Sara Busi, creator e co-autrice del podcast “Ex bambine ciccione”, spiega la sua esperienza di vita dopo il lavoro in Freeda e con il Milanese Imbruttito. «Nella produzione audio con Valentina Cirillo raccontiamo i nostri percorsi dopo l’operazione di chirurgia bariatrica e il rapporto con i nostri corpi»

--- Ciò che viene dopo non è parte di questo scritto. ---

//! Error types for the ingest pipeline.

use std::sync::Arc;
use thiserror::Error;
use uuid::Uuid;

use ingest_repository::SinkError;
use ingest_shared::{InvalidTransition, RawDocument, RecordState};

/// Errors that can occur in the ingest pipeline.
#[derive(Error, Debug)]
pub enum PipelineError {
    /// No identity could be derived from the document.
    #[error("Malformed document: {0}")]
    MalformedDocument(String),

    /// Error from the sink.
    #[error("Sink error: {0}")]
    SinkError(#[from] SinkError),

    /// A record was driven through a transition the state machine forbids.
    #[error("State error: {0}")]
    StateError(#[from] InvalidTransition),

    /// Invalid pipeline configuration.
    #[error("Configuration error: {0}")]
    ConfigError(String),

    /// A worker task panicked or was cancelled.
    #[error("Worker error: {0}")]
    WorkerError(String),
}

impl PipelineError {
    /// Create a malformed document error.
    pub fn malformed(msg: impl Into<String>) -> Self {
        Self::MalformedDocument(msg.into())
    }

    /// Create a configuration error.
    pub fn config(msg: impl Into<String>) -> Self {
        Self::ConfigError(msg.into())
    }

    /// Create a worker error.
    pub fn worker(msg: impl Into<String>) -> Self {
        Self::WorkerError(msg.into())
    }
}

/// Errors returned to producers by the ingestion queue.
///
/// The rejected document is handed back so the producer can decide whether
/// to retry or drop it.
#[derive(Error, Debug)]
pub enum QueueError {
    /// The queue is at capacity (non-blocking mode only).
    #[error("Queue is full")]
    Full(Arc<RawDocument>),

    /// Intake was closed; nothing will ever dequeue the document.
    #[error("Queue is closed")]
    Closed(Arc<RawDocument>),
}

impl QueueError {
    /// Take back the document that could not be enqueued.
    pub fn into_document(self) -> Arc<RawDocument> {
        match self {
            Self::Full(doc) | Self::Closed(doc) => doc,
        }
    }

    pub fn is_full(&self) -> bool {
        matches!(self, Self::Full(_))
    }
}

/// Errors returned by operator commands.
#[derive(Error, Debug)]
pub enum OperatorError {
    /// No triage entry exists for the document.
    #[error("No triage entry for document {0}")]
    NotFound(Uuid),

    /// Only failed records can be resubmitted.
    #[error("Document {document_id} is {state} and cannot be resubmitted")]
    NotResubmittable {
        document_id: Uuid,
        state: RecordState,
    },

    /// The queue refused the resubmitted document.
    #[error("Resubmission failed: {0}")]
    QueueError(#[from] QueueError),
}
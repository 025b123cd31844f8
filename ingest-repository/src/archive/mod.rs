//! File-backed archive sink.
//!
//! Committed documents are written to `<root>/committed/<YYYY-MM-DD>/<fingerprint>.json`
//! and quarantined documents to `<root>/quarantine/<YYYY-MM-DD>/<document_id>.json`.
//! Each file is a JSON envelope holding the document metadata and its payload.

use async_trait::async_trait;
use chrono::{DateTime, Utc};
use serde::{Deserialize, Serialize};
use std::io::ErrorKind;
use std::path::{Path, PathBuf};
use tracing::{debug, info, instrument};
use uuid::Uuid;

use crate::config::ArchiveConfig;
use crate::errors::SinkError;
use crate::interfaces::SinkAdapter;
use crate::types::CommitReceipt;
use ingest_shared::{DeclaredKey, Fingerprint, RawDocument, Reason};

const ENVELOPE_EXTENSION: &str = "json";

/// On-disk envelope for an archived document.
#[derive(Debug, Clone, PartialEq, Serialize, Deserialize)]
pub struct ArchivedDocument {
    pub document_id: Uuid,
    pub fingerprint: Option<Fingerprint>,
    pub origin: String,
    pub retrieved_at: DateTime<Utc>,
    pub key: Option<DeclaredKey>,
    pub archived_at: DateTime<Utc>,
    /// Set for quarantined documents.
    pub reason: Option<Reason>,
    /// The payload as JSON when it parses, otherwise as (lossy) text.
    pub payload: serde_json::Value,
}

impl ArchivedDocument {
    fn from_document(
        document: &RawDocument,
        fingerprint: Option<&Fingerprint>,
        reason: Option<&Reason>,
    ) -> Self {
        let payload = serde_json::from_slice(&document.payload).unwrap_or_else(|_| {
            serde_json::Value::String(String::from_utf8_lossy(&document.payload).into_owned())
        });

        Self {
            document_id: document.document_id,
            fingerprint: fingerprint.cloned(),
            origin: document.origin.clone(),
            retrieved_at: document.retrieved_at,
            key: document.key.clone(),
            archived_at: Utc::now(),
            reason: reason.cloned(),
            payload,
        }
    }
}

/// Sink that archives documents as JSON files on the local filesystem.
pub struct ArchiveSink {
    config: ArchiveConfig,
}

impl ArchiveSink {
    /// Create an archive sink with default configuration.
    pub fn new(root: impl Into<PathBuf>) -> Self {
        Self::with_config(ArchiveConfig::with_root(root))
    }

    /// Create an archive sink with custom configuration.
    pub fn with_config(config: ArchiveConfig) -> Self {
        Self { config }
    }

    pub fn root(&self) -> &Path {
        &self.config.root
    }

    fn today() -> String {
        Utc::now().format("%Y-%m-%d").to_string()
    }

    fn encode(&self, envelope: &ArchivedDocument) -> Result<Vec<u8>, SinkError> {
        let bytes = if self.config.pretty {
            serde_json::to_vec_pretty(envelope)?
        } else {
            serde_json::to_vec(envelope)?
        };
        Ok(bytes)
    }

    /// Write the file via a temporary sibling and a rename so readers never
    /// observe a partial envelope.
    async fn write_atomic(path: &Path, bytes: &[u8]) -> Result<(), SinkError> {
        if let Some(parent) = path.parent() {
            tokio::fs::create_dir_all(parent).await?;
        }
        let tmp = path.with_extension("json.tmp");
        tokio::fs::write(&tmp, bytes).await?;
        tokio::fs::rename(&tmp, path).await?;
        Ok(())
    }

    /// Date directories under `dir`, newest first.
    async fn date_dirs(dir: &Path) -> Result<Vec<PathBuf>, SinkError> {
        let mut dirs = Vec::new();
        let mut read_dir = match tokio::fs::read_dir(dir).await {
            Ok(read_dir) => read_dir,
            Err(e) if e.kind() == ErrorKind::NotFound => return Ok(dirs),
            Err(e) => return Err(e.into()),
        };

        while let Some(entry) = read_dir.next_entry().await? {
            if entry.file_type().await?.is_dir() {
                dirs.push(entry.path());
            }
        }

        dirs.sort();
        dirs.reverse();
        Ok(dirs)
    }

    fn relative_id(&self, path: &Path) -> String {
        path.strip_prefix(&self.config.root)
            .unwrap_or(path)
            .to_string_lossy()
            .replace('\\', "/")
    }

    /// Find an archived envelope for this fingerprint in any date directory.
    async fn find_committed(&self, fingerprint: &Fingerprint) -> Result<Option<PathBuf>, SinkError> {
        let file_name = format!("{}.{}", fingerprint, ENVELOPE_EXTENSION);
        for dir in Self::date_dirs(&self.config.committed_root()).await? {
            let candidate = dir.join(&file_name);
            if tokio::fs::try_exists(&candidate).await? {
                return Ok(Some(candidate));
            }
        }
        Ok(None)
    }

    async fn envelope_files(dir: &Path) -> Result<Vec<PathBuf>, SinkError> {
        let mut files = Vec::new();
        let mut read_dir = match tokio::fs::read_dir(dir).await {
            Ok(read_dir) => read_dir,
            Err(e) if e.kind() == ErrorKind::NotFound => return Ok(files),
            Err(e) => return Err(e.into()),
        };

        while let Some(entry) = read_dir.next_entry().await? {
            let path = entry.path();
            if path.extension().and_then(|ext| ext.to_str()) == Some(ENVELOPE_EXTENSION) {
                files.push(path);
            }
        }
        files.sort();
        Ok(files)
    }

    /// Every committed fingerprint in the archive with its commit id, used to
    /// seed the dedup store at startup.
    #[instrument(skip(self), fields(root = %self.config.root.display()))]
    pub async fn committed_fingerprints(&self) -> Result<Vec<(Fingerprint, String)>, SinkError> {
        let mut committed = Vec::new();
        for dir in Self::date_dirs(&self.config.committed_root()).await? {
            for path in Self::envelope_files(&dir).await? {
                if let Some(stem) = path.file_stem().and_then(|s| s.to_str()) {
                    committed.push((Fingerprint::from_hex(stem), self.relative_id(&path)));
                }
            }
        }

        info!(count = committed.len(), "Loaded committed fingerprints from archive");
        Ok(committed)
    }
}

#[async_trait]
impl SinkAdapter for ArchiveSink {
    async fn commit(
        &self,
        document: &RawDocument,
        fingerprint: &Fingerprint,
    ) -> Result<CommitReceipt, SinkError> {
        if let Some(existing) = self.find_committed(fingerprint).await? {
            debug!(
                fingerprint = %fingerprint.short(),
                path = %existing.display(),
                "Document already archived"
            );
            return Ok(CommitReceipt::existing(self.relative_id(&existing)));
        }

        let envelope = ArchivedDocument::from_document(document, Some(fingerprint), None);
        let bytes = self.encode(&envelope)?;
        let path = self
            .config
            .committed_root()
            .join(Self::today())
            .join(format!("{}.{}", fingerprint, ENVELOPE_EXTENSION));

        Self::write_atomic(&path, &bytes).await?;
        debug!(
            document_id = %document.document_id,
            path = %path.display(),
            "Archived document"
        );

        Ok(CommitReceipt::new(self.relative_id(&path)))
    }

    async fn commit_quarantine(
        &self,
        document: &RawDocument,
        fingerprint: Option<&Fingerprint>,
        reason: &Reason,
    ) -> Result<(), SinkError> {
        let envelope = ArchivedDocument::from_document(document, fingerprint, Some(reason));
        let bytes = self.encode(&envelope)?;
        let path = self
            .config
            .quarantine_root()
            .join(Self::today())
            .join(format!("{}.{}", document.document_id, ENVELOPE_EXTENSION));

        Self::write_atomic(&path, &bytes).await?;
        debug!(
            document_id = %document.document_id,
            reason = %reason,
            "Quarantined document"
        );
        Ok(())
    }

    async fn health_check(&self) -> Result<bool, SinkError> {
        tokio::fs::create_dir_all(&self.config.root).await?;
        let metadata = tokio::fs::metadata(&self.config.root).await?;
        Ok(metadata.is_dir() && !metadata.permissions().readonly())
    }
}
//! Loader module for the ingest pipeline.
//!
//! Commits accepted documents to the sink, retrying transient failures with
//! exponential backoff.

use std::sync::Arc;
use std::time::Duration;
use tracing::{debug, info, warn};

use crate::errors::PipelineError;
use ingest_repository::{CommitReceipt, SinkAdapter};
use ingest_shared::{Fingerprint, IngestionRecord, RawDocument, Reason};

/// Retry policy for sink commits.
#[derive(Debug, Clone)]
pub struct RetryConfig {
    /// Total commit attempts per record, including the first.
    pub max_attempts: u32,
    /// Delay before the first retry, in milliseconds.
    pub initial_delay_ms: u64,
    /// Maximum retry delay in milliseconds.
    pub max_delay_ms: u64,
}

impl Default for RetryConfig {
    fn default() -> Self {
        Self {
            max_attempts: 3,
            initial_delay_ms: 100,
            max_delay_ms: 5000,
        }
    }
}

impl RetryConfig {
    pub fn with_max_attempts(mut self, max_attempts: u32) -> Self {
        self.max_attempts = max_attempts;
        self
    }

    pub fn with_delays(mut self, initial_delay_ms: u64, max_delay_ms: u64) -> Self {
        self.initial_delay_ms = initial_delay_ms;
        self.max_delay_ms = max_delay_ms;
        self
    }

    /// Delay before retry number `retry` (1-based), doubling each time.
    pub fn delay_for(&self, retry: u32) -> Duration {
        let factor = 2u64.saturating_pow(retry.saturating_sub(1));
        let delay = self.initial_delay_ms.saturating_mul(factor);
        Duration::from_millis(delay.min(self.max_delay_ms))
    }
}

/// How a commit with retries ended.
#[derive(Debug)]
pub enum CommitOutcome {
    /// The sink accepted the document.
    Committed(CommitReceipt),
    /// Every attempt failed with a retryable error.
    Exhausted { attempts: u32, last_error: String },
    /// The sink refused the document for good.
    Permanent { error: String },
}

/// Loader that commits documents through a sink adapter.
#[derive(Clone)]
pub struct SinkLoader {
    sink: Arc<dyn SinkAdapter>,
    config: RetryConfig,
}

impl SinkLoader {
    /// Create a new sink loader with the default retry policy.
    pub fn new(sink: Arc<dyn SinkAdapter>) -> Self {
        Self {
            sink,
            config: RetryConfig::default(),
        }
    }

    /// Create a new sink loader with a custom retry policy.
    pub fn with_config(sink: Arc<dyn SinkAdapter>, config: RetryConfig) -> Self {
        Self { sink, config }
    }

    /// Commit a validated record, retrying transient failures.
    ///
    /// Each failed attempt that will be retried moves the record to
    /// `RetryPending`. The final transition (committed or failed) is left to
    /// the caller, which also owns the dedup reservation.
    pub async fn commit(
        &self,
        record: &mut IngestionRecord,
        fingerprint: &Fingerprint,
    ) -> Result<CommitOutcome, PipelineError> {
        let document = record.document().clone();
        let max_attempts = self.config.max_attempts.max(1);

        for attempt in 1..=max_attempts {
            match self.sink.commit(&document, fingerprint).await {
                Ok(receipt) => {
                    if attempt > 1 {
                        info!(
                            attempt = attempt,
                            document_id = %document.document_id,
                            "Commit succeeded after retry"
                        );
                    }
                    return Ok(CommitOutcome::Committed(receipt));
                }
                Err(e) if !e.is_retryable() => {
                    debug!(
                        document_id = %document.document_id,
                        error = %e,
                        "Non-retryable sink error encountered"
                    );
                    return Ok(CommitOutcome::Permanent {
                        error: e.to_string(),
                    });
                }
                Err(e) => {
                    // Don't wait after the last attempt
                    if attempt == max_attempts {
                        return Ok(CommitOutcome::Exhausted {
                            attempts: attempt,
                            last_error: e.to_string(),
                        });
                    }

                    let delay = self.config.delay_for(attempt);
                    warn!(
                        attempt = attempt,
                        max_attempts = max_attempts,
                        delay_ms = delay.as_millis() as u64,
                        document_id = %document.document_id,
                        error = %e,
                        "Commit failed, retrying"
                    );
                    record.retry_pending(Reason::new("sink", e.to_string()))?;
                    tokio::time::sleep(delay).await;
                }
            }
        }

        // max_attempts >= 1, so the loop always returns.
        Ok(CommitOutcome::Exhausted {
            attempts: max_attempts,
            last_error: "no commit attempt made".to_string(),
        })
    }

    /// Route a document to the quarantine area.
    pub async fn quarantine(
        &self,
        document: &RawDocument,
        fingerprint: Option<&Fingerprint>,
        reason: &Reason,
    ) -> Result<(), PipelineError> {
        Ok(self.sink.commit_quarantine(document, fingerprint, reason).await?)
    }
}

«Vengo da Arese, un piccolo paese alle porte di Milano, dove tante ragazze convivono con disturbi alimentari. In Italia facevo la fotografa e mi occupavo di social quando le Instagram stories erano ancora una novità. A un certo punto, però, ho sentito il bisogno di cambiare aria: mi sono trasferita a Londra. Lì ho iniziato a lavorare nel settore della ristorazione per il Victoria & Albert Museum. Pesavo 133 chili, ma nonostante questo ho avuto grandi soddisfazioni. In Italia, onestamente, non credo sarebbe stato possibile». Inizia così la storia di Sara Busi, content creator e co-autrice del podcast “(Ex) Bambine Ciccione”. «Con Valentina Cirillo raccontiamo i nostri percorsi dopo l’operazione di chirurgia bariatrica». L’intervista a una delle partecipanti di “Specchi Riflessi”, l’evento di Unstoppable Women della Milano Digital Week, nella nuova puntata dedicata alla creator economy.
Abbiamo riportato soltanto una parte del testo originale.